When my party arrived, they searched for three small rods, not three part of a cogwheel. (To obvious.) They had to find the three holes in the hall, and then formulate with it the Inquisitorial "I" letter to open the door. Then they could go down for the Pax Macharia.

They've gathered the information and realised that the Pay Macharia is corrupted.. and the player with the tech priest, who had previously glowing eyes about the lost and found titan, decided to overload its reactor. For me this was even better than having the titan walking. They've had the decision to start it out as it was configured so that it could be navigate (only navigate) without the princeps. And they were hard pressed as I've included an unnatural storm, and other horror effects. At the end they didn't have the guts to search the hospital wing as they have heard big hammering blows from inside the reinforced door and didn't want to find out who is knocking, after the first ghost apparitions of Nikaea and Koronath. When someone got separated, I've sent something to harrass him/her, and at the end they tried to remain together like in a horror movie. And left the titan to flee with the information, instead of risking a warp infected machine spirit.

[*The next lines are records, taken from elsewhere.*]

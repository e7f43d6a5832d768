//! Tracing subscriber setup.

use std::fs::{self, OpenOptions};
use std::path::PathBuf;
use std::sync::Mutex;

use anyhow::{Context, Result};
use tracing_subscriber::EnvFilter;

/// Environment variable holding the log filter directives.
pub const LOG_ENV: &str = "DATAROOM_LOG";
const DEFAULT_DIRECTIVES: &str = "warn";

/// Where log lines go.
#[derive(Debug, Clone)]
pub enum LogTarget {
    Stderr,
    /// Append to a file; used while the terminal UI owns the screen.
    File(PathBuf),
}

/// Install the global subscriber. Later calls are no-ops.
pub fn init(target: LogTarget) -> Result<()> {
    let filter = EnvFilter::try_from_env(LOG_ENV)
        .unwrap_or_else(|_| EnvFilter::new(DEFAULT_DIRECTIVES));
    let builder = tracing_subscriber::fmt().with_env_filter(filter);

    let installed = match target {
        LogTarget::Stderr => builder.with_writer(std::io::stderr).try_init(),
        LogTarget::File(path) => {
            if let Some(parent) = path.parent() {
                fs::create_dir_all(parent).with_context(|| {
                    format!("failed to create log directory {}", parent.display())
                })?;
            }
            let file = OpenOptions::new()
                .create(true)
                .append(true)
                .open(&path)
                .with_context(|| format!("failed to open log file {}", path.display()))?;
            builder
                .with_ansi(false)
                .with_writer(Mutex::new(file))
                .try_init()
        }
    };

    if installed.is_err() {
        tracing::debug!("tracing subscriber already installed");
    }
    Ok(())
}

So, that was it for them. I know that it didn't have much connection anymore with the original Black Sepulchre.

I've cut out even the final daemon battle and spared that part for later. Now they just suspect that the Crow father (Not a nameless Dei-Phage) is behind this and start over the investigation of Ignato's Maledictor's Hand with utmost care.

another fix that I would suggest would be more maps that clearly show the set up being "explained" in the print.

I plan on using a lot of what the OP added, plus MalikCarr's nice addition. I still have an issue with the Black Sepulchre itself. I just don't see the purpose for it in the originally module or with additions/changes. All that just to hold a vid-file? I have been trying to come up with some item that could be encased in the thing that is more than just a vid-file, is powerful enough to have a constant void-shield around it, and something that would point to the False Ignato/Maledictor's Hand.

~ alemander

the biggest need for improvement is the need for more maps to help tie the story in better and less reliance on psychic ablities since with the right combo of backgrounds, players will be immune to or at least not all that effected by the ones in the book, I had to change the powers of some of the bad guys to even make them a challenge to my party since one player was a blank vs psychic powers and the other was a tech priest that was not effected by mind attacks.

Has anyone else noticed that the Rogue Trader from Black Sepulchre and the Rogue Trader mentioned in the Book of Judgement in the Hive Subrique section (page 96) are both named Zanatov (Barabus and Tarian respectively)?

From what I understood in Black Sepulchre, Barabus Zanatov's charter ended with his last descendants (the Hekates). I suppose there could be another rogue trader who just so happens to have the same name of Zanatov? Or was the line/charter not ended with the Hekates from the Black Sepulchre?

~ alemander

Does anyone actually know where Stonegarden is from CotD? It is not anywhere on the sector map, nor is it more than rudimentarily explained in CotD.